A antipolítica é a política da despolitização e não implica na ausência de identidade política, mas que outras identidades passarão a ocupar espaço na intervenção pública. Não à toa esta despolitização ajuda a explicar a força das igrejas neopentecostais, na medida em que os fieis não se identificam como trabalhadores, rejeitando a consciência de classe, ou ao menos cidadãos, valorizando a laicidade e/ou o estado democrático de direito.

A antipolítica implica em manutenção do status quo e por isso é tão nociva à classe trabalhadora. Enquanto o PIB cresceu, a renda média dos trabalhadores brasileiros caiu, a inflação está voltando diminuindo o poder compra dos salários e o desemprego bate recorde. A neutralidade diante de qualquer situação de injustiça ou desigualdade implica em ficar ao lado do mais forte. Por isso, em situações inconciliáveis, quem não se posiciona, já se posicionou. A base da pirâmide social precisa ter consciência de si e se colocar em movimento na defesa de seus interesses, essa é a política que mais assusta e que foi chamada por Juliana Paes de “delírio comunista”.
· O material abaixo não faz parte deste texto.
//! MMU 接口
//!
//! 虚拟内存层只通过 [`Mmu`] 操作页表：建立/清除映射、查询与修改
//! 访问位和脏位。[`SoftMmu`] 是纯软件实现，用映射表模拟页表项，
//! 用户态访存由 [`AddressSpace`](crate::AddressSpace) 在软件中模拟陷入。

use alloc::collections::BTreeMap;
use bitflags::bitflags;

use crate::address::Vpn;
use crate::frame::FrameId;

bitflags! {
    /// 页表项标志
    #[derive(Debug, Clone, Copy, PartialEq, Eq)]
    pub struct PteFlags: u8 {
        /// 有效
        const VALID = 1 << 0;
        /// 可写
        const WRITABLE = 1 << 1;
        /// 已访问
        const ACCESSED = 1 << 2;
        /// 已写入
        const DIRTY = 1 << 3;
    }
}

/// 一个地址空间的页表操作
pub trait Mmu: Send {
    /// 把 `vpn` 映射到 `frame`，已有映射时覆盖。失败返回 false。
    fn set_page(&mut self, vpn: Vpn, frame: FrameId, writable: bool) -> bool;

    /// 清除 `vpn` 的映射
    fn clear_page(&mut self, vpn: Vpn);

    /// `vpn` 当前映射到的帧
    fn translate(&self, vpn: Vpn) -> Option<FrameId>;

    /// 映射是否可写
    fn is_writable(&self, vpn: Vpn) -> bool;

    /// 映射的脏位
    fn is_dirty(&self, vpn: Vpn) -> bool;

    /// 设置映射的脏位
    fn set_dirty(&mut self, vpn: Vpn, dirty: bool);

    /// 映射的访问位
    fn is_accessed(&self, vpn: Vpn) -> bool;

    /// 设置映射的访问位
    fn set_accessed(&mut self, vpn: Vpn, accessed: bool);
}

#[derive(Debug, Clone, Copy)]
struct SoftPte {
    frame: FrameId,
    flags: PteFlags,
}

/// 软件页表
///
/// 只接受用户地址 `[0, limit)` 内的映射，超出范围的 `set_page` 返回 false。
#[derive(Debug)]
pub struct SoftMmu {
    entries: BTreeMap<Vpn, SoftPte>,
    limit: usize,
}

impl SoftMmu {
    /// 创建只接受 `limit` 以下地址的页表
    pub fn new(limit: usize) -> Self {
        Self {
            entries: BTreeMap::new(),
            limit,
        }
    }

    /// 当前有效映射数
    pub fn mapped_count(&self) -> usize {
        self.entries.len()
    }

    /// `vpn` 的页表项标志
    pub fn flags(&self, vpn: Vpn) -> Option<PteFlags> {
        self.entries.get(&vpn).map(|pte| pte.flags)
    }

    fn update(&mut self, vpn: Vpn, flag: PteFlags, on: bool) {
        if let Some(pte) = self.entries.get_mut(&vpn) {
            pte.flags.set(flag, on);
        }
    }
}

impl Mmu for SoftMmu {
    fn set_page(&mut self, vpn: Vpn, frame: FrameId, writable: bool) -> bool {
        if vpn.start_addr() >= self.limit {
            return false;
        }
        let mut flags = PteFlags::VALID;
        flags.set(PteFlags::WRITABLE, writable);
        self.entries.insert(vpn, SoftPte { frame, flags });
        true
    }

    fn clear_page(&mut self, vpn: Vpn) {
        self.entries.remove(&vpn);
    }

    fn translate(&self, vpn: Vpn) -> Option<FrameId> {
        self.entries.get(&vpn).map(|pte| pte.frame)
    }

    fn is_writable(&self, vpn: Vpn) -> bool {
        self.flags(vpn)
            .is_some_and(|f| f.contains(PteFlags::WRITABLE))
    }

    fn is_dirty(&self, vpn: Vpn) -> bool {
        self.flags(vpn).is_some_and(|f| f.contains(PteFlags::DIRTY))
    }

    fn set_dirty(&mut self, vpn: Vpn, dirty: bool) {
        self.update(vpn, PteFlags::DIRTY, dirty);
    }

    fn is_accessed(&self, vpn: Vpn) -> bool {
        self.flags(vpn)
            .is_some_and(|f| f.contains(PteFlags::ACCESSED))
    }

    fn set_accessed(&mut self, vpn: Vpn, accessed: bool) {
        self.update(vpn, PteFlags::ACCESSED, accessed);
    }
}

#[cfg(test)]
mod tests {
    use super::*;

    #[test]
    fn test_soft_mmu_flags() {
        let mut mmu = SoftMmu::new(0x1_0000);
        assert!(mmu.set_page(Vpn(1), FrameId(7), false));
        assert_eq!(mmu.translate(Vpn(1)), Some(FrameId(7)));
        assert!(!mmu.is_writable(Vpn(1)));

        mmu.set_dirty(Vpn(1), true);
        assert!(mmu.is_dirty(Vpn(1)));
        // 重新映射会重置标志
        assert!(mmu.set_page(Vpn(1), FrameId(8), true));
        assert!(mmu.is_writable(Vpn(1)));
        assert!(!mmu.is_dirty(Vpn(1)));

        mmu.clear_page(Vpn(1));
        assert_eq!(mmu.translate(Vpn(1)), None);
        assert!(!mmu.is_dirty(Vpn(1)));
    }

    #[test]
    fn test_soft_mmu_rejects_out_of_range() {
        let mut mmu = SoftMmu::new(0x1_0000);
        assert!(!mmu.set_page(Vpn(0x10), FrameId(0), true));
        assert_eq!(mmu.mapped_count(), 0);
    }
}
A política não precisa ser toda sua vida. Mas, isso não quer dizer que sua vida deve ignorar a política. Por isso, terminamos com um trecho de uma famosa entrevista de Nina Simone na década de 1970: “Escolhi refletir o tempo e as situações em que me encontro. Para mim, isso é o meu dever, e neste momento crucial de nossas vidas, quando tudo é tão desesperador, quando cada dia é uma questão de sobrevivência, é impossível se envolver. (…) Como ser artista e não refletir a época? Essa para mim é a definição de artista.”